Your task: If a line in the records below contains the word "RawScreenFrame", copy it out.
*** Opening of Exercise inputs ***
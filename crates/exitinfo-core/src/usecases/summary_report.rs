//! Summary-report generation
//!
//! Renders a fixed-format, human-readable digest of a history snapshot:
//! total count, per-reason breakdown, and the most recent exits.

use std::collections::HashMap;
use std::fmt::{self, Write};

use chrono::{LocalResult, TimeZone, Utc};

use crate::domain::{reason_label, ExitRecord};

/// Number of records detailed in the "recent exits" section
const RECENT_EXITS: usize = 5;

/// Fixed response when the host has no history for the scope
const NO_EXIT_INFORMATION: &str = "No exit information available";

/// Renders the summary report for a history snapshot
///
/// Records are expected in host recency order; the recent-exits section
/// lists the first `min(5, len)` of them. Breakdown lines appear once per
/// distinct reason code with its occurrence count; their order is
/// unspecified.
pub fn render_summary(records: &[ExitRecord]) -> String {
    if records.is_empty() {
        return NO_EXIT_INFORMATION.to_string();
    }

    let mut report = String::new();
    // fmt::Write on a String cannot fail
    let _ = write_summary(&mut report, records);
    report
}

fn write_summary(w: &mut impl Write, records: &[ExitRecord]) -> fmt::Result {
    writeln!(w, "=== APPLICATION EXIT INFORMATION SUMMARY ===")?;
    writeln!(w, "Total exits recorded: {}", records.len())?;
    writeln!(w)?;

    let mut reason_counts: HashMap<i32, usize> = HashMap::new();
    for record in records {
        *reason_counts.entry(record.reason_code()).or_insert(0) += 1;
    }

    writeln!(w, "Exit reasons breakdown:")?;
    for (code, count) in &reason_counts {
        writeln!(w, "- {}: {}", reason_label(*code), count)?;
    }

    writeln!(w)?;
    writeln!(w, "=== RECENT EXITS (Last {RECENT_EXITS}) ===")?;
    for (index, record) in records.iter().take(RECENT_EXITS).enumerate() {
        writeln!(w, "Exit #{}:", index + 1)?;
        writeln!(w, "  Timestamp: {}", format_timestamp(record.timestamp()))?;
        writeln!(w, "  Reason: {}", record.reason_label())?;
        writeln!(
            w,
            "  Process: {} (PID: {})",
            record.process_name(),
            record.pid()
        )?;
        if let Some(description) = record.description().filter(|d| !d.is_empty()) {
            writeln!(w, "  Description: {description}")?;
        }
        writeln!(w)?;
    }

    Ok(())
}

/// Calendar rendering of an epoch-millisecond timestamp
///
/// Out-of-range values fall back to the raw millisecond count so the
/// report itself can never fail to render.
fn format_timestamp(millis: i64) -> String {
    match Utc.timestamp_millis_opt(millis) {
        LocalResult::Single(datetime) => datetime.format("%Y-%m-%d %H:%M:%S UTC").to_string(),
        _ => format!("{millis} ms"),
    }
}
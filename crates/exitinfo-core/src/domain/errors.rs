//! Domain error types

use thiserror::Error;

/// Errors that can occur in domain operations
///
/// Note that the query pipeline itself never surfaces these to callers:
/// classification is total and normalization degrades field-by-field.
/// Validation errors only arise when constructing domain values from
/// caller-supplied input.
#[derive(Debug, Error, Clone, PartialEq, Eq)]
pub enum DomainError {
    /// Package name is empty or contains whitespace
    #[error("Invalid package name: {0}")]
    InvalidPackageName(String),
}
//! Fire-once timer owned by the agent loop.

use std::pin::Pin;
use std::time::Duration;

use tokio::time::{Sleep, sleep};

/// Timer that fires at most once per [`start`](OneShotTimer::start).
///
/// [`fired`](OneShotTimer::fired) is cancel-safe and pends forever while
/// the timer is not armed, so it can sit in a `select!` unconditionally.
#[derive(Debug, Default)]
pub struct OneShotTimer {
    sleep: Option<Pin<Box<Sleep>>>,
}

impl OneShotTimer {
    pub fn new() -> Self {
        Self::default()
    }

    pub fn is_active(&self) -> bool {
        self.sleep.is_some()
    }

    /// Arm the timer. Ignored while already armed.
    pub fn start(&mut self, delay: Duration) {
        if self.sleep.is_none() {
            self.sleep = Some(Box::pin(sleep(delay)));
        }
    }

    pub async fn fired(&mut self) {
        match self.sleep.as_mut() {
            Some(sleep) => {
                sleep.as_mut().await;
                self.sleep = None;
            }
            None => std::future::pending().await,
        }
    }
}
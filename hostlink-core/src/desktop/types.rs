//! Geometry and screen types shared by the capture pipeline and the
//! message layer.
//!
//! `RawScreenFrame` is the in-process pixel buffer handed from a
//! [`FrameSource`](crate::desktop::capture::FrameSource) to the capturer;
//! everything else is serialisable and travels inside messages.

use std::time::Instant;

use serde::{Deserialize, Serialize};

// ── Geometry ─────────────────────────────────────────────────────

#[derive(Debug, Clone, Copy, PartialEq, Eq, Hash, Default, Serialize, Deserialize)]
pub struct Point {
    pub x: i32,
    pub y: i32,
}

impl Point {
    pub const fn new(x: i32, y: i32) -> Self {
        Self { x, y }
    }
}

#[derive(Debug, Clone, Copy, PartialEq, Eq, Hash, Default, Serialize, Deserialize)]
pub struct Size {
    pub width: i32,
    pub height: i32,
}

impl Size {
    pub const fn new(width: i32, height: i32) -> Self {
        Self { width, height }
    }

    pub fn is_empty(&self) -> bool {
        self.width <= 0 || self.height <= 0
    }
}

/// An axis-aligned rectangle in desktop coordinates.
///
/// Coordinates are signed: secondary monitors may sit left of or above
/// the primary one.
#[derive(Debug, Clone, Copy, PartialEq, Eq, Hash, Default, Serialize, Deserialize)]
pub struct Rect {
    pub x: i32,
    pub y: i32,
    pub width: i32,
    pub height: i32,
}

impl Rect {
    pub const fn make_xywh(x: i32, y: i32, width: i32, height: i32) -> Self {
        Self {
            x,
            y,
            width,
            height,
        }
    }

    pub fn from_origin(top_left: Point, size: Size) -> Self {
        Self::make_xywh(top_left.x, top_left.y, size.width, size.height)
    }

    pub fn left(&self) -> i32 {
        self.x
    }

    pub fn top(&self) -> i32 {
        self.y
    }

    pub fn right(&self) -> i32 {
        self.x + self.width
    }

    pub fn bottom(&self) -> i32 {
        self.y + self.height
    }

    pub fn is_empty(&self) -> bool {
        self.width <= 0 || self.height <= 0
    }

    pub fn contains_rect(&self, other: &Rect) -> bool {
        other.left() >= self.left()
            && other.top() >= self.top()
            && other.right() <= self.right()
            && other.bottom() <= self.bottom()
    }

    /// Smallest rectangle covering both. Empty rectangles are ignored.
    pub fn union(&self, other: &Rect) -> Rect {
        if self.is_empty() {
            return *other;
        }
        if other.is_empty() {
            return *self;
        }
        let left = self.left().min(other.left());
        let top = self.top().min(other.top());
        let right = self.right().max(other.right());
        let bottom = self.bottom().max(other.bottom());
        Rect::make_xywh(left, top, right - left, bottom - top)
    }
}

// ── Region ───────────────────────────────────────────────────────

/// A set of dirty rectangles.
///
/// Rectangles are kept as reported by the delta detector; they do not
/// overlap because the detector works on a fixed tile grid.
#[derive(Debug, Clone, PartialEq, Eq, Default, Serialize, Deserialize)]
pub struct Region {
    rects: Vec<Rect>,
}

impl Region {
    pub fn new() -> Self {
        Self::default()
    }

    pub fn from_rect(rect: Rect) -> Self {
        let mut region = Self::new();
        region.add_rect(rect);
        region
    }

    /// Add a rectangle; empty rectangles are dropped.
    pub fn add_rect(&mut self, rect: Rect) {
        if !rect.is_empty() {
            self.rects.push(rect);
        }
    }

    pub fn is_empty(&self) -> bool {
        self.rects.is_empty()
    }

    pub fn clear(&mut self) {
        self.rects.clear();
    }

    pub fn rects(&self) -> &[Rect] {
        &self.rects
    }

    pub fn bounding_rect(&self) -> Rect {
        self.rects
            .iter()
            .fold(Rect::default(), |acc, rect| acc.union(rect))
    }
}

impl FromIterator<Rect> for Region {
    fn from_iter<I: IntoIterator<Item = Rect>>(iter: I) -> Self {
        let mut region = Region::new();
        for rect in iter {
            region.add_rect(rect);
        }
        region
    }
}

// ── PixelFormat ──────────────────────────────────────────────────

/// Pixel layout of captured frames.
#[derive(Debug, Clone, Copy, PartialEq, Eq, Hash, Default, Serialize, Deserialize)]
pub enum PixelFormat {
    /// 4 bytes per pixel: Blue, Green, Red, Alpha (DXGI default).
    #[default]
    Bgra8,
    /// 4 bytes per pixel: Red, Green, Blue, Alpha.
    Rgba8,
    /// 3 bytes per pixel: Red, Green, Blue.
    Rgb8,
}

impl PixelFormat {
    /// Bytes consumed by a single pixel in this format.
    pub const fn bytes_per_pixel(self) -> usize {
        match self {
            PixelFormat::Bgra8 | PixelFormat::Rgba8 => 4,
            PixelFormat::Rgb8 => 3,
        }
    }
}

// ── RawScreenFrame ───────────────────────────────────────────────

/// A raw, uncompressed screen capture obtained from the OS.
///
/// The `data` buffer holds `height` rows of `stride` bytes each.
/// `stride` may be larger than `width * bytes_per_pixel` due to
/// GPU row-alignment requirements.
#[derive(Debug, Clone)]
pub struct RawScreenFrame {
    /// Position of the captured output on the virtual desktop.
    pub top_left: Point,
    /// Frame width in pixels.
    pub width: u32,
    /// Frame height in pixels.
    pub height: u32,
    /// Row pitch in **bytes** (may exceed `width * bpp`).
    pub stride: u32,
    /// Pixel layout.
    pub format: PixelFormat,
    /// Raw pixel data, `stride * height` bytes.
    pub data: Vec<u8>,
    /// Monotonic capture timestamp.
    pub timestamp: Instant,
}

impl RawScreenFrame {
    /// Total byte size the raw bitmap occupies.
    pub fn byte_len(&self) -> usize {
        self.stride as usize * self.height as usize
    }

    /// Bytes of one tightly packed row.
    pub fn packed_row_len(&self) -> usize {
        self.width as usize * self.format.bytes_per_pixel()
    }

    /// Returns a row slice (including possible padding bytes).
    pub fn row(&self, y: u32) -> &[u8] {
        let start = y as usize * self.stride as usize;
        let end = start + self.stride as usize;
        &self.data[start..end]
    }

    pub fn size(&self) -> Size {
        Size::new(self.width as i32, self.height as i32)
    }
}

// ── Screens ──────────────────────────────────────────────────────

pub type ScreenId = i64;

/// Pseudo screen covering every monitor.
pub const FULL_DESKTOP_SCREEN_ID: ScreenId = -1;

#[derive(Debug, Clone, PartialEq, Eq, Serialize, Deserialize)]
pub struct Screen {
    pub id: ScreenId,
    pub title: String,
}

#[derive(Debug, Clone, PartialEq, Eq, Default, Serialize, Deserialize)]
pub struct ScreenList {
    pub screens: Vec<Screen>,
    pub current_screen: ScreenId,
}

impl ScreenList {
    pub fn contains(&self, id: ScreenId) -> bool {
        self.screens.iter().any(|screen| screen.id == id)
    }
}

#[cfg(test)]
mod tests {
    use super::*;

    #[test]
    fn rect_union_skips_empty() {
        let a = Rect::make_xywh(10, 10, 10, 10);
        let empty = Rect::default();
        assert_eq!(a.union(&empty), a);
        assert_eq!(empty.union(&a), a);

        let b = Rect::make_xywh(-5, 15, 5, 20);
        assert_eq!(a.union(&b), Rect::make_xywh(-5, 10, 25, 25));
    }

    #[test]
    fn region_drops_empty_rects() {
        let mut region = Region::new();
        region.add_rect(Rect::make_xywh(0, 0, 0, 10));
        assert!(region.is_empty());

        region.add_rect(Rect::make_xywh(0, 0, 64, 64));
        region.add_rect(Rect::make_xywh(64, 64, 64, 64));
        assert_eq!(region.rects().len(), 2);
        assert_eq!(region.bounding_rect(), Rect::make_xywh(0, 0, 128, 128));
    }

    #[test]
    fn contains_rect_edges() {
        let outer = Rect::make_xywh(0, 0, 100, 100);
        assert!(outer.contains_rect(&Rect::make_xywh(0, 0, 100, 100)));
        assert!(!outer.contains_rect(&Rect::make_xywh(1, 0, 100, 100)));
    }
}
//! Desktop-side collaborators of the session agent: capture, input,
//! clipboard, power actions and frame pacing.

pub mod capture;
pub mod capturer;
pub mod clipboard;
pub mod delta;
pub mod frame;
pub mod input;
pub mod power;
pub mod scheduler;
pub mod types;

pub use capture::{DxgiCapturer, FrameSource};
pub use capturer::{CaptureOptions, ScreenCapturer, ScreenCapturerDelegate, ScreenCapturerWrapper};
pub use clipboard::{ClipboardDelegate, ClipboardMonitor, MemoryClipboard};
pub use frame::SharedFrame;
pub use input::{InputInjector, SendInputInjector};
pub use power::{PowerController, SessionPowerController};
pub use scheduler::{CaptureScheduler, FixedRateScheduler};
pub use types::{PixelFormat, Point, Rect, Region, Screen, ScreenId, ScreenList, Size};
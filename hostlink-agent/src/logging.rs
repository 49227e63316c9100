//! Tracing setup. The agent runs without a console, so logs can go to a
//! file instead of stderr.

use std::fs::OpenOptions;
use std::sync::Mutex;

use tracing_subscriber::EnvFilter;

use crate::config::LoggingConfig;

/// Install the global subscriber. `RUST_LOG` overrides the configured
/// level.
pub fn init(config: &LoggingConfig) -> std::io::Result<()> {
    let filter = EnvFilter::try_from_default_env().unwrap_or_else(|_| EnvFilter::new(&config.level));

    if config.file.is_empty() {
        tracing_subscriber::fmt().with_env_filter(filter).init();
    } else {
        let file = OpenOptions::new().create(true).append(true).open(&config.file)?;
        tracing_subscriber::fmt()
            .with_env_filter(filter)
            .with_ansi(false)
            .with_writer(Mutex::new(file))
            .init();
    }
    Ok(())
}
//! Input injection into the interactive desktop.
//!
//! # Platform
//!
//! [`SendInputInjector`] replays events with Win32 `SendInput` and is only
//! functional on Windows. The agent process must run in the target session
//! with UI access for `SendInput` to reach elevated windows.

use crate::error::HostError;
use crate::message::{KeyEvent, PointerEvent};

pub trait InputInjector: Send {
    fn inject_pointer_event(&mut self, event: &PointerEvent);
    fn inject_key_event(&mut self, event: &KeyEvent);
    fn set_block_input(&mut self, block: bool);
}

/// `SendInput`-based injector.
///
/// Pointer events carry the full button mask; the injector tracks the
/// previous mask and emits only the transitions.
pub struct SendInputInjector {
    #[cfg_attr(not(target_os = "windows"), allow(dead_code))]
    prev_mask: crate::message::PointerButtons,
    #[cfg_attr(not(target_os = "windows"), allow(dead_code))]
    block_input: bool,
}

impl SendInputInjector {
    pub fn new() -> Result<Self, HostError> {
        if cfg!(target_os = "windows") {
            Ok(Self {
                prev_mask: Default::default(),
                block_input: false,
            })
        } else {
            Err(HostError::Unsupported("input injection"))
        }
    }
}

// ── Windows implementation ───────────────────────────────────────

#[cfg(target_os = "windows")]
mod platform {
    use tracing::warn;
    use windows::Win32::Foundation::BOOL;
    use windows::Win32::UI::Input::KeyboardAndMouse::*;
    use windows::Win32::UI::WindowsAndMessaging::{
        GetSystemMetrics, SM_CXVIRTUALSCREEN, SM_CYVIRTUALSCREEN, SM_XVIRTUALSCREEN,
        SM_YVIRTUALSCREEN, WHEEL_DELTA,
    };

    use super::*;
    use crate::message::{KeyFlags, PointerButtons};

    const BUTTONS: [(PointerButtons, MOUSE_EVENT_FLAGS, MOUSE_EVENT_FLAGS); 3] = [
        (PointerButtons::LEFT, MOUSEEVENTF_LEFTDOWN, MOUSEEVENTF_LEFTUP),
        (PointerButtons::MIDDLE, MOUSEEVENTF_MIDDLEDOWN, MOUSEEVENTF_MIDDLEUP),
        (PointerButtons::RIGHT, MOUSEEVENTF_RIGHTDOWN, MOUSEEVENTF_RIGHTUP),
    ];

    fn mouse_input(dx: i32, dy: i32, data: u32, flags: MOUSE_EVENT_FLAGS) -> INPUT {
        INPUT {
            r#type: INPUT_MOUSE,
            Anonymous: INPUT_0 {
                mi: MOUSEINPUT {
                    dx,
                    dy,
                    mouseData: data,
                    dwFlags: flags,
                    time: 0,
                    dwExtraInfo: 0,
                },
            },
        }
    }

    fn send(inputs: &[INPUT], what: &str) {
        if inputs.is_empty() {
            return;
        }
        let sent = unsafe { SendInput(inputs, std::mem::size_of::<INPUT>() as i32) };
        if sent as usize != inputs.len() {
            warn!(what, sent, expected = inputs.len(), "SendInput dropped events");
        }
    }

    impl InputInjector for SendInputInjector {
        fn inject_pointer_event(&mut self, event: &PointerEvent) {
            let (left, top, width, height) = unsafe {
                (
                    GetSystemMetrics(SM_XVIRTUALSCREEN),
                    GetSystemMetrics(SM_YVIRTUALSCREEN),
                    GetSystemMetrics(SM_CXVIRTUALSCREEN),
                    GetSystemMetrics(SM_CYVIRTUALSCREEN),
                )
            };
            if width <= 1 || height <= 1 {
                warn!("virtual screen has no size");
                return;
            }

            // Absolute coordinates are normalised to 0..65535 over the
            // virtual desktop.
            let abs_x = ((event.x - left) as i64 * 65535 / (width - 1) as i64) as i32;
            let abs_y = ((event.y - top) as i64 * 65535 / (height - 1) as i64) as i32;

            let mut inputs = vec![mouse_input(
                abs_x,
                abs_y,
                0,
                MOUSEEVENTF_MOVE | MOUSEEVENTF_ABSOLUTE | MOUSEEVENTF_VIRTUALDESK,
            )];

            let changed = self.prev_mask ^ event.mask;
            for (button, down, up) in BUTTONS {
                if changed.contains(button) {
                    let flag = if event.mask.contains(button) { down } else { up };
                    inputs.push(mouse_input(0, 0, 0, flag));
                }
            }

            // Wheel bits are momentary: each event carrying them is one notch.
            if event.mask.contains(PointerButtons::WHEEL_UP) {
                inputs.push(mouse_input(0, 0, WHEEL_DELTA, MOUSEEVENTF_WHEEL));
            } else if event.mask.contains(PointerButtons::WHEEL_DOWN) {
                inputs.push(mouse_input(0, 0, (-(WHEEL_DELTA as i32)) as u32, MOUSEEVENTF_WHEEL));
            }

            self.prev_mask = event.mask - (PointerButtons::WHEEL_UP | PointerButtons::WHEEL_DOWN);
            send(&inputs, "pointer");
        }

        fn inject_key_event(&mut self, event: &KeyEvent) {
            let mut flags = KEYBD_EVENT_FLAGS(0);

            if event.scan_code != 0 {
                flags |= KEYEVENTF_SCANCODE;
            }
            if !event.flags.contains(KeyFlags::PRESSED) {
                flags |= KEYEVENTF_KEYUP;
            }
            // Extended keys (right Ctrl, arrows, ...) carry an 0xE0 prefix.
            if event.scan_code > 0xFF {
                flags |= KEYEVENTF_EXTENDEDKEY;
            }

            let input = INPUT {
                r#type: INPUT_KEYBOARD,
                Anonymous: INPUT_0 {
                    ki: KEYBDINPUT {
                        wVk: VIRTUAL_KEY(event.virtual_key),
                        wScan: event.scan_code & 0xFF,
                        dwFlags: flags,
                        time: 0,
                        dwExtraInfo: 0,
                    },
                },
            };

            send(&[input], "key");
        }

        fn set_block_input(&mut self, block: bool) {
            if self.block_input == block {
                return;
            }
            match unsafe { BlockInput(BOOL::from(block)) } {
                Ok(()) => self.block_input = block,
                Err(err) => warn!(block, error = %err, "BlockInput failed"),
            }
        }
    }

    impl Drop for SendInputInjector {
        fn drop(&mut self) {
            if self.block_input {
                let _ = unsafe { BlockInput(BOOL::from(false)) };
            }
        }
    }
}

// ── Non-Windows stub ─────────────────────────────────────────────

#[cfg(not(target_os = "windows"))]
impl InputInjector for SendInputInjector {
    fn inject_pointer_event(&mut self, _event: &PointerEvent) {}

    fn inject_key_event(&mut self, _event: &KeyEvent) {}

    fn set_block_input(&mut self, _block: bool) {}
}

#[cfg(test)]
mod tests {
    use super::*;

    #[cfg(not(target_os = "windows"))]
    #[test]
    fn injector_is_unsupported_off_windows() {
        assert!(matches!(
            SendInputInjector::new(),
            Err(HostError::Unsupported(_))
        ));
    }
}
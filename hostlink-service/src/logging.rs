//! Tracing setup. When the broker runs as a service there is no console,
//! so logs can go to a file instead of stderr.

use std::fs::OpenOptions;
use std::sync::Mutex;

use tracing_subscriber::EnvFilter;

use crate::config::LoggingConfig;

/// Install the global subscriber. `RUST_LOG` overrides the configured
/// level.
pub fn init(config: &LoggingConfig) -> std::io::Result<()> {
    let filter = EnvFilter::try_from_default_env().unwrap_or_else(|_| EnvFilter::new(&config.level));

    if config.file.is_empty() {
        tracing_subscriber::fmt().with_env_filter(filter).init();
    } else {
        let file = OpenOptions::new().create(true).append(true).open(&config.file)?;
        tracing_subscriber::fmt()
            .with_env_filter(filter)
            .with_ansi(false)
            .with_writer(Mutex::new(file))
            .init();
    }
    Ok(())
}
*** Close of Exercise inputs ***
Answer:
//! `RawScreenFrame` is the in-process pixel buffer handed from a
// ── RawScreenFrame ───────────────────────────────────────────────
pub struct RawScreenFrame {
impl RawScreenFrame {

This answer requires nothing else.